Management of Suspected Lithium Toxicity
In suspected lithium toxicity, immediate discontinuation of lithium, assessment of serum lithium levels, and supportive care are essential first steps, with hemodialysis indicated for severe toxicity (levels >3.5 mEq/L), neurological symptoms, or renal failure.
Initial Assessment and Stabilization
Clinical Evaluation
- Assess for symptoms of lithium toxicity:
- Mild to moderate toxicity: Tremor, nausea, diarrhea, blurred vision, lethargy, muscle weakness
- Severe toxicity: Confusion, seizures, coma, cardiac arrhythmias, hypotension
Laboratory Assessment
- Obtain immediate serum lithium level
- Therapeutic range: 0.4-1.0 mEq/L
- Toxic range: >1.5 mEq/L
- Severe toxicity: >2.5 mEq/L
- Important pitfall: Ensure blood is NOT collected in lithium heparin tubes which can cause falsely elevated results 1
- Additional tests:
- Complete blood count
- Comprehensive metabolic panel (especially renal function)
- Thyroid function tests (thyrotoxicosis can precipitate lithium toxicity) 2
- ECG (assess for arrhythmias)
Management Algorithm
1. Mild Toxicity (Lithium level 1.5-2.5 mEq/L with minimal symptoms)
- Discontinue lithium immediately
- Ensure adequate hydration with IV fluids
- Monitor lithium levels every 4-6 hours until declining
- Monitor vital signs and neurological status
2. Moderate Toxicity (Lithium level 2.5-3.5 mEq/L or significant symptoms)
- Discontinue lithium immediately
- Aggressive IV fluid resuscitation with normal saline
- Consider gastric lavage if recent ingestion
- Correct electrolyte imbalances
- Monitor cardiac function continuously
- Consider nephrology consultation for possible dialysis
3. Severe Toxicity (Lithium level >3.5 mEq/L or severe neurological symptoms)

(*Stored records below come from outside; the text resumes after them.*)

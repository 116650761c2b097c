//! Error types for lens operations.
//!
//! Every failure aborts the current `view`/`update` call and is reported to
//! the caller as a [`LensError`]. The engine never recovers internally.
//!
//! # Examples
//!
//! ```rust
//! use pathlens::dict;
//! use pathlens::error::LensError;
//! use pathlens::optics::{index, view};
//!
//! let document = dict! { "x" => 1 };
//! let error = view(&document, &index(0)).unwrap_err();
//! assert!(matches!(error, LensError::Shape { .. }));
//! assert_eq!(error.to_string(), "shape mismatch: expected list, found dict at step 0");
//! ```

use std::fmt;

use thiserror::Error;

use crate::optics::Step;
use crate::value::Shape;

/// Zero-based position of the failing step within a lens.
///
/// Errors raised by the [`Value`](crate::value::Value) accessors on their own
/// carry no position; the engine stamps one in while it walks a lens.
#[derive(Debug, Clone, Copy, Default, PartialEq, Eq, Hash)]
pub struct StepPosition(
    /// The step index, or `None` when unknown.
    pub Option<usize>,
);

impl StepPosition {
    /// A position that is not tied to any lens step.
    pub const UNKNOWN: Self = Self(None);

    /// Returns the position of step `index`.
    #[must_use]
    pub const fn at(index: usize) -> Self {
        Self(Some(index))
    }
}

impl fmt::Display for StepPosition {
    fn fmt(&self, formatter: &mut fmt::Formatter<'_>) -> fmt::Result {
        match self.0 {
            Some(index) => write!(formatter, " at step {index}"),
            None => Ok(()),
        }
    }
}

/// Represents the ways a lens operation can fail.
///
/// There is no partial-mutation rollback attached to these errors: when an
/// update fails midway through a traversal, the targets visited before the
/// failure stay written. Use [`transaction`](crate::optics::transaction) for
/// all-or-nothing semantics.
#[derive(Debug, Clone, PartialEq, Eq, Error)]
pub enum LensError {
    /// A step required one container shape and found another.
    #[error("shape mismatch: expected {expected}, found {found}{at}")]
    Shape {
        /// The shape the step operates on.
        expected: Shape,
        /// The shape that was actually present.
        found: Shape,
        /// The failing step.
        at: StepPosition,
    },

    /// A `Key` step named a key absent from the dict.
    #[error("key not found: {key:?}{at}")]
    KeyNotFound {
        /// The missing key.
        key: String,
        /// The failing step.
        at: StepPosition,
    },

    /// An `Index` step fell outside the list bounds.
    #[error("index {index} out of range for list of length {length}{at}")]
    IndexOutOfRange {
        /// The requested index, as written in the lens.
        index: i64,
        /// The length of the list that was indexed.
        length: usize,
        /// The failing step.
        at: StepPosition,
    },

    /// A lens failed structural validation while being decoded or parsed.
    #[error("malformed lens: {reason}")]
    MalformedLens {
        /// Human-readable description of the defect.
        reason: String,
    },

    /// A write operation was asked to go through a read-only traversal.
    #[error("unsupported operation: cannot {operation} through `{step}`")]
    UnsupportedOperation {
        /// The attempted operation (`"update"`, `"set"`, `"append"`).
        operation: &'static str,
        /// The step that forbids it.
        step: Step,
    },
}

impl LensError {
    /// Creates a [`LensError::MalformedLens`] with the given reason.
    pub fn malformed(reason: impl Into<String>) -> Self {
        Self::MalformedLens {
            reason: reason.into(),
        }
    }

    /// Attaches the position of the failing step.
    ///
    /// Errors that already carry a position, and error kinds that are not
    /// tied to a single step, are returned unchanged.
    #[must_use]
    pub fn at_step(self, index: usize) -> Self {
        match self {
            Self::Shape {
                expected,
                found,
                at: StepPosition(None),
            } => Self::Shape {
                expected,
                found,
                at: StepPosition::at(index),
            },
            Self::KeyNotFound {
                key,
                at: StepPosition(None),
            } => Self::KeyNotFound {
                key,
                at: StepPosition::at(index),
            },
            Self::IndexOutOfRange {
                index: requested,
                length,
                at: StepPosition(None),
            } => Self::IndexOutOfRange {
                index: requested,
                length,
                at: StepPosition::at(index),
            },
            other => other,
        }
    }

    /// Returns the position of the failing step, if known.
    pub const fn position(&self) -> Option<usize> {
        match self {
            Self::Shape { at, .. }
            | Self::KeyNotFound { at, .. }
            | Self::IndexOutOfRange { at, .. } => at.0,
            Self::MalformedLens { .. } | Self::UnsupportedOperation { .. } => None,
        }
    }
}
//! Peer discovery
//!
//! Turns the coordinator roster and the local presence table into a short,
//! ordered list of direct-link upgrade candidates. The roster is
//! authoritative; presence only fills in while the coordinator is
//! unreachable or for peers the server has not reflected yet.

use hashbrown::HashMap;
use serde::{Deserialize, Serialize};
use std::sync::Arc;
use tracing::debug;

use crate::config::DiscoveryConfig;
use crate::presence::{PresenceRecord, PresenceRegistry};
use crate::protocol::PeerInfo;
use crate::types::{PeerId, RoomId, TimeSource, Timestamp};

// ----------------------------------------------------------------------------
// Candidate
// ----------------------------------------------------------------------------

/// Where a candidate came from
#[derive(Debug, Clone, Copy, PartialEq, Eq, Serialize, Deserialize)]
pub enum CandidateSource {
    Coordinator,
    Presence,
}

/// A peer worth attempting a direct link to
#[derive(Debug, Clone, PartialEq, Eq, Serialize, Deserialize)]
pub struct Candidate {
    pub peer_id: PeerId,
    pub quality: u8,
    pub last_seen: Timestamp,
    pub source: CandidateSource,
}

#[derive(Debug, Clone)]
struct RosterEntry {
    display_name: String,
    seen_at: Timestamp,
}

// ----------------------------------------------------------------------------
// Peer Discovery
// ----------------------------------------------------------------------------

/// Merges roster and presence into upgrade candidates
pub struct PeerDiscovery {
    local: PeerId,
    config: DiscoveryConfig,
    registry: PresenceRegistry,
    rosters: HashMap<RoomId, HashMap<PeerId, RosterEntry>>,
    roster_available: bool,
    clock: Arc<dyn TimeSource>,
}

impl core::fmt::Debug for PeerDiscovery {
    fn fmt(&self, f: &mut core::fmt::Formatter<'_>) -> core::fmt::Result {
        f.debug_struct("PeerDiscovery")
            .field("local", &self.local)
            .field("registry", &self.registry)
            .field("rooms", &self.rosters.len())
            .field("roster_available", &self.roster_available)
            .finish()
    }
}

impl PeerDiscovery {
    pub fn new(local: PeerId, config: DiscoveryConfig, clock: Arc<dyn TimeSource>) -> Self {
        let registry = PresenceRegistry::new(config.presence_ttl, clock.clone());
        Self {
            local,
            config,
            registry,
            rosters: HashMap::new(),
            roster_available: true,
            clock,
        }
    }

    pub fn registry(&self) -> &PresenceRegistry {
        &self.registry
    }

    pub fn registry_mut(&mut self) -> &mut PresenceRegistry {
        &mut self.registry
    }

    /// Replace the roster of a room with what the coordinator returned
    pub fn update_roster(&mut self, room: &RoomId, peers: &[PeerInfo]) {
        let now = self.clock.now();
        let roster = peers
            .iter()
            .filter(|peer| peer.peer_id != self.local)
            .map(|peer| {
                (
                    peer.peer_id,
                    RosterEntry {
                        display_name: peer.display_name.clone(),
                        seen_at: now,
                    },
                )
            })
            .collect();
        self.rosters.insert(room.clone(), roster);
        self.roster_available = true;
    }

    /// A `peer-joined` arrived
    pub fn add_roster_peer(&mut self, room: &RoomId, peer: PeerInfo) {
        if peer.peer_id == self.local {
            return;
        }
        let now = self.clock.now();
        self.rosters.entry(room.clone()).or_default().insert(
            peer.peer_id,
            RosterEntry {
                display_name: peer.display_name,
                seen_at: now,
            },
        );
    }

    /// A `peer-left` arrived; forget its roster entry and presence
    pub fn remove_peer(&mut self, room: &RoomId, peer_id: PeerId) {
        if let Some(roster) = self.rosters.get_mut(room) {
            roster.remove(&peer_id);
        }
        self.registry.remove(peer_id);
    }

    pub fn forget_room(&mut self, room: &RoomId) {
        self.rosters.remove(room);
    }

    /// Coordinator reachability; while unavailable presence alone feeds
    /// discovery
    pub fn set_roster_available(&mut self, available: bool) {
        self.roster_available = available;
    }

    pub fn roster_available(&self) -> bool {
        self.roster_available
    }

    /// Display name known for a roster peer
    pub fn display_name(&self, room: &RoomId, peer_id: PeerId) -> Option<&str> {
        self.rosters
            .get(room)
            .and_then(|roster| roster.get(&peer_id))
            .map(|entry| entry.display_name.as_str())
    }

    /// Roster peers of a room, in PeerId order
    pub fn roster_peers(&self, room: &RoomId) -> Vec<PeerId> {
        let mut peers: Vec<PeerId> = self
            .rosters
            .get(room)
            .map(|roster| roster.keys().copied().collect())
            .unwrap_or_default();
        peers.sort();
        peers
    }

    /// Fold in a presence beacon
    pub fn observe_presence(&mut self, record: PresenceRecord) -> bool {
        if record.peer_id == self.local {
            return false;
        }
        self.registry.observe(record)
    }

    /// Ordered, capped upgrade candidates for `room`, excluding peers in
    /// `exclude` (already linked or pending)
    pub fn discover(&mut self, room: &RoomId, exclude: &[PeerId]) -> Vec<Candidate> {
        self.registry.purge_stale();

        let mut merged: HashMap<PeerId, Candidate> = HashMap::new();

        if self.roster_available {
            if let Some(roster) = self.rosters.get(room) {
                for (peer_id, entry) in roster {
                    merged.insert(
                        *peer_id,
                        Candidate {
                            peer_id: *peer_id,
                            quality: self.config.coordinator_quality,
                            last_seen: entry.seen_at,
                            source: CandidateSource::Coordinator,
                        },
                    );
                }
            }
        }

        for record in self.registry.fresh_in_room(room) {
            match merged.get_mut(&record.peer_id) {
                // Coordinator wins ties; presence only refreshes last-seen
                Some(existing) => {
                    if record.timestamp > existing.last_seen {
                        existing.last_seen = record.timestamp;
                    }
                }
                None => {
                    merged.insert(
                        record.peer_id,
                        Candidate {
                            peer_id: record.peer_id,
                            quality: record.quality,
                            last_seen: record.timestamp,
                            source: CandidateSource::Presence,
                        },
                    );
                }
            }
        }

        let mut candidates: Vec<Candidate> = merged
            .into_values()
            .filter(|candidate| candidate.peer_id != self.local)
            .filter(|candidate| !exclude.contains(&candidate.peer_id))
            .collect();
        candidates.sort_by(|a, b| {
            b.quality
                .cmp(&a.quality)
                .then_with(|| b.last_seen.cmp(&a.last_seen))
                .then_with(|| a.peer_id.cmp(&b.peer_id))
        });
        candidates.truncate(self.config.max_candidates);

        debug!(
            "Discovery in {} produced {} candidates",
            room,
            candidates.len()
        );
        candidates
    }
}

#[cfg(test)]
mod tests {
    use super::*;
    use crate::types::ManualTimeSource;
    use core::time::Duration;

    fn create_test_peer_id(id: u8) -> PeerId {
        PeerId::new([id, 0, 0, 0, 0, 0, 0, 0])
    }

    fn room() -> RoomId {
        RoomId::new("lobby").unwrap()
    }

    fn info(id: u8) -> PeerInfo {
        PeerInfo {
            peer_id: create_test_peer_id(id),
            display_name: format!("peer-{id}"),
        }
    }

    fn discovery(clock: &ManualTimeSource) -> PeerDiscovery {
        PeerDiscovery::new(
            create_test_peer_id(1),
            DiscoveryConfig::default(),
            Arc::new(clock.clone()),
        )
    }

    #[test]
    fn test_roster_wins_ties_and_self_is_dropped() {
        let clock = ManualTimeSource::new();
        let mut discovery = discovery(&clock);
        discovery.update_roster(&room(), &[info(1), info(2)]);
        discovery.observe_presence(PresenceRecord::new(create_test_peer_id(2), room(), clock.now(), 10));

        let candidates = discovery.discover(&room(), &[]);
        assert_eq!(candidates.len(), 1);
        assert_eq!(candidates[0].peer_id, create_test_peer_id(2));
        assert_eq!(candidates[0].quality, 100);
        assert_eq!(candidates[0].source, CandidateSource::Coordinator);
    }

    #[test]
    fn test_presence_recovers_unlisted_peers() {
        let clock = ManualTimeSource::new();
        let mut discovery = discovery(&clock);
        discovery.update_roster(&room(), &[info(2)]);
        discovery.observe_presence(PresenceRecord::new(create_test_peer_id(3), room(), clock.now(), 70));

        let candidates = discovery.discover(&room(), &[]);
        let ids: Vec<PeerId> = candidates.iter().map(|c| c.peer_id).collect();
        assert_eq!(ids, vec![create_test_peer_id(2), create_test_peer_id(3)]);
        assert_eq!(candidates[1].source, CandidateSource::Presence);
    }

    #[test]
    fn test_stale_presence_is_discarded_before_merge() {
        let clock = ManualTimeSource::new();
        let mut discovery = discovery(&clock);
        discovery.set_roster_available(false);
        discovery.observe_presence(PresenceRecord::new(create_test_peer_id(3), room(), clock.now(), 70));
        clock.advance(Duration::from_secs(31));
        assert!(discovery.discover(&room(), &[]).is_empty());
        assert!(discovery.registry().is_empty());
    }

    #[test]
    fn test_unavailable_roster_falls_back_to_presence() {
        let clock = ManualTimeSource::new();
        let mut discovery = discovery(&clock);
        discovery.update_roster(&room(), &[info(2)]);
        discovery.set_roster_available(false);
        discovery.observe_presence(PresenceRecord::new(create_test_peer_id(4), room(), clock.now(), 50));
        let ids: Vec<PeerId> = discovery
            .discover(&room(), &[])
            .iter()
            .map(|c| c.peer_id)
            .collect();
        assert_eq!(ids, vec![create_test_peer_id(4)]);
    }

    #[test]
    fn test_output_is_capped_and_excludes_linked_peers() {
        let clock = ManualTimeSource::new();
        let mut discovery = discovery(&clock);
        discovery.update_roster(&room(), &[info(2), info(3), info(4), info(5), info(6)]);
        let candidates = discovery.discover(&room(), &[create_test_peer_id(2)]);
        assert_eq!(candidates.len(), 3);
        assert!(candidates.iter().all(|c| c.peer_id != create_test_peer_id(2)));
    }

    #[test]
    fn test_remove_peer_forgets_roster_and_presence() {
        let clock = ManualTimeSource::new();
        let mut discovery = discovery(&clock);
        discovery.update_roster(&room(), &[info(2)]);
        discovery.observe_presence(PresenceRecord::new(create_test_peer_id(2), room(), clock.now(), 70));
        discovery.remove_peer(&room(), create_test_peer_id(2));
        assert!(discovery.discover(&room(), &[]).is_empty());
        assert_eq!(discovery.display_name(&room(), create_test_peer_id(2)), None);
    }
}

- Immediate hemodialysis is indicated 3
- Consider hemodialysis followed by continuous veno-venous hemodiafiltration (CVVHDF) to prevent rebound increases in lithium levels 4
- Lithium clearance with hemodialysis (173 ml/min) is significantly higher than with CVVHDF (61 ml/min), but the combination prevents rebound 4
Indications for Hemodialysis
Hemodialysis should be initiated when any of the following are present:
- Serum lithium level >3.5 mEq/L
- Severe neurological symptoms regardless of lithium level
- Significant renal impairment limiting lithium excretion
- Hemodynamic instability
- Deteriorating mental status despite supportive care
Special Considerations
Precipitating Factors to Address
- Dehydration (common trigger)
- Medication interactions:
- NSAIDs should be avoided in patients taking lithium 5
- Diuretics can increase lithium levels
- Thyroid dysfunction (can alter lithium excretion) 2
- Renal impairment
Monitoring During Recovery
- Continue monitoring lithium levels until stable in therapeutic range
- Assess neurological status regularly
- Monitor renal function
- Evaluate for permanent neurological sequelae
Follow-up Care
- Reassess need for lithium therapy
- If continuing lithium:
Conclusion
Lithium toxicity requires prompt recognition and intervention due to its narrow therapeutic window. The management approach should be based on severity of toxicity, with hemodialysis being the definitive treatment for severe cases. Careful monitoring and addressing precipitating factors are essential to prevent recurrence.